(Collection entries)
╔══

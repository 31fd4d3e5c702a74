//! The `query`/`write` phases: walks the flattened program a second and third time,
//! now actually resolving names and emitting bytes (`query` evaluates every
//! statement exactly as `write` does, just with `Driver::write` suppressed by
//! `phase`, so addresses settle before anything is emitted for real).
//!
//! Grounded on `Bass::execute`/`executeInstruction`: the dispatch order below
//! (frame specifiers, then macro/define/evaluate/expression/variable, then
//! if/while, then macro invocation, then directives, then bare-expression
//! fallback) matches that function's match chain exactly, including reusing the
//! condition text `analyze()` only pre-trims for block pairing — the executor
//! re-extracts it itself rather than trusting anything analyze left behind.

use crate::defines;
use crate::directives;
use crate::driver::Driver;
use crate::error::{Location, Result};
use crate::expr::Evaluation;
use crate::symbols::{find_scoped, validate_identifier, Define, Expression, Frame, Level, Macro, Variable};
use crate::text;

pub fn execute(driver: &mut Driver) -> Result<()> {
    driver.frames = vec![Frame::new(0, false)];
    driver.conditionals.clear();
    driver.macro_invocation_counter = 0;
    driver.initialize();

    for (name, value) in driver.initial_defines.clone() {
        driver.set_symbol(Level::Global, &name, Define { parameters: Vec::new(), value });
    }

    let mut ip = 0usize;
    while ip < driver.program.len() {
        let current = ip;
        let mut next_ip = ip + 1;
        driver.active_location = Some(location(driver, current));
        execute_instruction(driver, current, &mut next_ip)?;
        ip = next_ip;
    }
    Ok(())
}

fn location(driver: &Driver, ip: usize) -> Location {
    let instruction = &driver.program[ip];
    Location {
        file: driver.source_filenames.get(instruction.file_number as usize).cloned().unwrap_or_default(),
        line: instruction.line_number,
        block: instruction.block_number,
        statement: instruction.statement.clone(),
    }
}

fn execute_instruction(driver: &mut Driver, ip: usize, next_ip: &mut usize) -> Result<()> {
    let mut s = defines::expand(driver, &driver.program[ip].statement.clone())?;

    let global = s.starts_with("global ");
    let parent = s.starts_with("parent ");
    if global && parent {
        return driver.fatal("multiple frame specifiers are not allowed");
    }
    let mut level = Level::Active;
    if global {
        s = s["global ".len()..].to_owned();
        level = Level::Global;
    }
    if parent {
        s = s["parent ".len()..].to_owned();
        level = Level::Parent;
    }

    if let Some((name, params)) = block_header(&s, "macro ") {
        define_macro(driver, level, name, params, ip, false)?;
        *next_ip = driver.program[ip].ip as usize;
        return Ok(());
    }
    if let Some((name, params)) = block_header(&s, "inline ") {
        define_macro(driver, level, name, params, ip, true)?;
        *next_ip = driver.program[ip].ip as usize;
        return Ok(());
    }

    if let Some(rest) = s.strip_prefix("define ") {
        let (lhs, value) = split_once_eq(driver, rest)?;
        match parse_params(&lhs) {
            Some((name, params)) => define_symbol(driver, level, &name, Define { parameters: params, value })?,
            None => define_symbol(driver, level, lhs.trim(), Define { parameters: Vec::new(), value })?,
        }
        return Ok(());
    }

    if let Some(rest) = s.strip_prefix("evaluate ") {
        let (name, expr) = split_once_eq(driver, rest)?;
        let value = driver.evaluate(&expr, Evaluation::Default)?;
        define_symbol(driver, level, name.trim(), Define { parameters: Vec::new(), value: value.to_string() })?;
        return Ok(());
    }

    if let Some(rest) = s.strip_prefix("expression ") {
        let (lhs, value) = split_once_eq(driver, rest)?;
        let (name, params) = parse_params(&lhs).unwrap_or_else(|| (lhs.trim().to_owned(), Vec::new()));
        define_symbol(driver, level, &arity_key(&name, &params), Expression { parameters: params, value })?;
        return Ok(());
    }

    if let Some(rest) = s.strip_prefix("variable ") {
        let (name, expr) = split_once_eq(driver, rest)?;
        let value = driver.evaluate(&expr, Evaluation::Default)?;
        if !validate_identifier(name.trim()) {
            return driver.fatal(format!("invalid variable identifier: {}", name.trim()));
        }
        driver.set_symbol(level, name.trim(), Variable { value });
        return Ok(());
    }

    if global || parent {
        return driver.fatal("invalid frame specifier");
    }

    if let Some(condition) = wrapped(&s, "if ", " {") {
        let matched = driver.evaluate(condition, Evaluation::Strict)? != 0;
        driver.conditionals.push(matched);
        if !matched {
            *next_ip = driver.program[ip].ip as usize;
        }
        return Ok(());
    }

    if let Some(condition) = wrapped(&s, "} else if ", " {") {
        if *driver.conditionals.last().unwrap_or(&false) {
            *next_ip = driver.program[ip].ip as usize;
        } else {
            let matched = driver.evaluate(condition, Evaluation::Strict)? != 0;
            if let Some(last) = driver.conditionals.last_mut() {
                *last = matched;
            }
            if !matched {
                *next_ip = driver.program[ip].ip as usize;
            }
        }
        return Ok(());
    }

    if s == "} else {" {
        if *driver.conditionals.last().unwrap_or(&false) {
            *next_ip = driver.program[ip].ip as usize;
        } else if let Some(last) = driver.conditionals.last_mut() {
            *last = true;
        }
        return Ok(());
    }

    if s == "} endif" {
        driver.conditionals.pop();
        return Ok(());
    }

    if let Some(condition) = wrapped(&s, "while ", " {") {
        let matched = driver.evaluate(condition, Evaluation::Strict)? != 0;
        if !matched {
            *next_ip = driver.program[ip].ip as usize;
        }
        return Ok(());
    }

    if s == "} endwhile" {
        *next_ip = driver.program[ip].ip as usize;
        return Ok(());
    }

    if let Some((name, args_text)) = call_pattern(&s) {
        let params = if args_text.trim().is_empty() { Vec::new() } else { text::split_args(driver, args_text)? };
        let key = arity_key(name, &params);
        if let Some(makro) = find_scoped::<Macro>(&driver.frames, &driver.scope, &key).cloned() {
            let return_ip = *next_ip as u32;
            driver.frames.push(Frame { ip: return_ip, inlined: makro.inlined, ..Frame::default() });
            if !makro.inlined {
                driver.scope.push(name.to_owned());
            }
            let counter = driver.macro_invocation_counter;
            driver.macro_invocation_counter += 1;
            driver.set_symbol(Level::Inline, "#", Define { parameters: Vec::new(), value: format!("_{counter}_") });
            for (spec, argument) in makro.parameters.iter().zip(&params) {
                bind_macro_parameter(driver, spec, argument)?;
            }
            *next_ip = makro.ip as usize;
            return Ok(());
        }
    }

    if s == "} endmacro" || s == "} endinline" {
        let frame = driver.frames.last().expect("unbalanced macro frame");
        *next_ip = frame.ip as usize;
        if !frame.inlined {
            driver.scope.pop();
        }
        driver.frames.pop();
        return Ok(());
    }

    if directives::assemble(driver, &s)? {
        return Ok(());
    }

    driver.evaluate(&s, Evaluation::Default)?;
    Ok(())
}

fn wrapped<'a>(s: &'a str, prefix: &str, suffix: &str) -> Option<&'a str> {
    s.strip_prefix(prefix)?.strip_suffix(suffix).map(str::trim)
}

fn block_header(s: &str, prefix: &str) -> Option<(String, Vec<String>)> {
    let rest = s.strip_prefix(prefix)?.strip_suffix(") {")?;
    let (name, params) = rest.split_once('(')?;
    Some((name.trim().to_owned(), comma_list(params)))
}

fn parse_params(lhs: &str) -> Option<(String, Vec<String>)> {
    let lhs = lhs.trim();
    let rest = lhs.strip_suffix(')')?;
    let (name, params) = rest.split_once('(')?;
    Some((name.trim().to_owned(), comma_list(params)))
}

fn comma_list(s: &str) -> Vec<String> {
    if s.trim().is_empty() {
        Vec::new()
    } else {
        s.split(',').map(|p| p.trim().to_owned()).collect()
    }
}

fn arity_key(name: &str, params: &[String]) -> String {
    if params.is_empty() {
        name.to_owned()
    } else {
        format!("{name}#{}", params.len())
    }
}

fn split_once_eq(driver: &mut Driver, s: &str) -> Result<(String, String)> {
    match s.split_once('=') {
        Some((lhs, rhs)) => Ok((lhs.trim().to_owned(), rhs.trim().to_owned())),
        None => driver.fatal(format!("malformed assignment: {s}")),
    }
}

fn define_macro(driver: &mut Driver, level: Level, name: String, params: Vec<String>, ip: usize, inlined: bool) -> Result<()> {
    if !validate_identifier(&name) {
        return driver.fatal(format!("invalid macro identifier: {name}"));
    }
    let key = arity_key(&name, &params);
    driver.set_symbol(level, &key, Macro { parameters: params, ip: (ip + 1) as u32, inlined });
    Ok(())
}

fn define_symbol<T>(driver: &mut Driver, level: Level, name: &str, value: T) -> Result<()>
where
    Frame: crate::symbols::HasStore<T>,
{
    if !validate_identifier(name) {
        return driver.fatal(format!("invalid identifier: {name}"));
    }
    driver.set_symbol(level, name, value);
    Ok(())
}

fn bind_macro_parameter(driver: &mut Driver, spec: &str, argument: &str) -> Result<()> {
    let (kind, name) = match spec.split_once(' ') {
        Some((kind, name)) => (kind, name.trim()),
        None => ("define", spec),
    };
    match kind {
        "define" => driver.set_symbol(Level::Inline, name, Define { parameters: Vec::new(), value: argument.to_owned() }),
        "string" => {
            let value = text::unquote(driver, argument)?;
            driver.set_symbol(Level::Inline, name, Define { parameters: Vec::new(), value });
        }
        "evaluate" => {
            let value = driver.evaluate(argument, Evaluation::Default)?;
            driver.set_symbol(Level::Inline, name, Define { parameters: Vec::new(), value: value.to_string() });
        }
        "variable" => {
            let value = driver.evaluate(argument, Evaluation::Default)?;
            driver.set_symbol(Level::Inline, name, Variable { value });
        }
        other => return driver.fatal(format!("unsupported parameter type: {other}")),
    }
    Ok(())
}

fn call_pattern(s: &str) -> Option<(&str, &str)> {
    if !s.ends_with(')') {
        return None;
    }
    let idx = s.find('(')?;
    let name = s[..idx].trim();
    if name.is_empty() || !validate_identifier(name) {
        return None;
    }
    Some((name, &s[idx + 1..s.len() - 1]))
}

#[cfg(test)]
mod test {
    use super::*;
    use crate::analyzer;
    use crate::source::Instruction;

    fn program(statements: &[&str]) -> Vec<Instruction> {
        statements
            .iter()
            .enumerate()
            .map(|(n, s)| Instruction { statement: s.to_string(), file_number: 0, line_number: n as u32, block_number: 1, ip: 0 })
            .collect()
    }

    fn run(statements: &[&str]) -> Driver {
        let mut driver = Driver::new();
        driver.program = program(statements);
        analyzer::analyze(&mut driver).unwrap();
        execute(&mut driver).unwrap();
        driver
    }

    #[test]
    fn variable_directive_round_trips() {
        let driver = run(&["variable x = 41", "variable x = x + 1"]);
        assert_eq!(
            Some(&Variable { value: 42 }),
            find_scoped::<Variable>(&driver.frames, &driver.scope, "x")
        );
    }

    #[test]
    fn if_else_selects_matching_branch() {
        let driver = run(&[
            "variable hit = 0",
            "if 0 {",
            "variable hit = 1",
            "} else {",
            "variable hit = 2",
            "}",
        ]);
        assert_eq!(
            Some(&Variable { value: 2 }),
            find_scoped::<Variable>(&driver.frames, &driver.scope, "hit")
        );
    }

    #[test]
    fn while_loop_runs_until_condition_false() {
        let driver = run(&[
            "variable i = 0",
            "variable sum = 0",
            "while i < 5 {",
            "variable sum = sum + i",
            "variable i = i + 1",
            "}",
        ]);
        assert_eq!(
            Some(&Variable { value: 10 }),
            find_scoped::<Variable>(&driver.frames, &driver.scope, "sum")
        );
    }

    #[test]
    fn macro_call_binds_define_parameter_and_runs_body() {
        // Default (untagged) macro parameters bind raw call-site text, substituted via
        // `{value}` brace-expansion rather than looked up as a variable; `global`
        // escapes the binding to frame 0 before the macro's own frame is torn down.
        let driver = run(&[
            "macro emit(define value) {",
            "global variable seen = {value}",
            "}",
            "emit(99)",
        ]);
        assert_eq!(
            Some(&Variable { value: 99 }),
            find_scoped::<Variable>(&driver.frames, &driver.scope, "emit.seen")
        );
    }

    #[test]
    fn implicit_hash_define_is_underscore_wrapped_and_increments_per_call() {
        // `{#}` is how a macro body builds a unique label per invocation (`loop{#}:`);
        // the original wraps the raw counter in underscores (`_0_`, `_1_`, ...) rather
        // than emitting the bare number.
        let driver = run(&[
            "macro tag() {",
            "global define first = {#}",
            "}",
            "tag()",
            "macro tag2() {",
            "global define second = {#}",
            "}",
            "tag2()",
        ]);
        // `global` only escapes to the base frame, not out of the macro's own scope
        // push, so the names land as `tag.first`/`tag2.second` (see
        // `non_inlined_macro_body_is_scoped_under_its_call_name` below).
        assert_eq!(
            Some(&Define { parameters: Vec::new(), value: "_0_".to_owned() }),
            find_scoped::<Define>(&driver.frames, &driver.scope, "tag.first")
        );
        assert_eq!(
            Some(&Define { parameters: Vec::new(), value: "_1_".to_owned() }),
            find_scoped::<Define>(&driver.frames, &driver.scope, "tag2.second")
        );
    }

    #[test]
    fn non_inlined_macro_body_is_scoped_under_its_call_name() {
        let driver = run(&["macro once() {", "global variable x = 1", "}", "once()"]);
        assert!(find_scoped::<Variable>(&driver.frames, &driver.scope, "once.x").is_some());
        assert!(find_scoped::<Variable>(&driver.frames, &driver.scope, "x").is_none());
    }
}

╚══

Wherever the string "below" appears in a line above, copy that line.

//! Grounded on `Bass::execute`/`executeInstruction`: the dispatch order below
        // `non_inlined_macro_body_is_scoped_under_its_call_name` below).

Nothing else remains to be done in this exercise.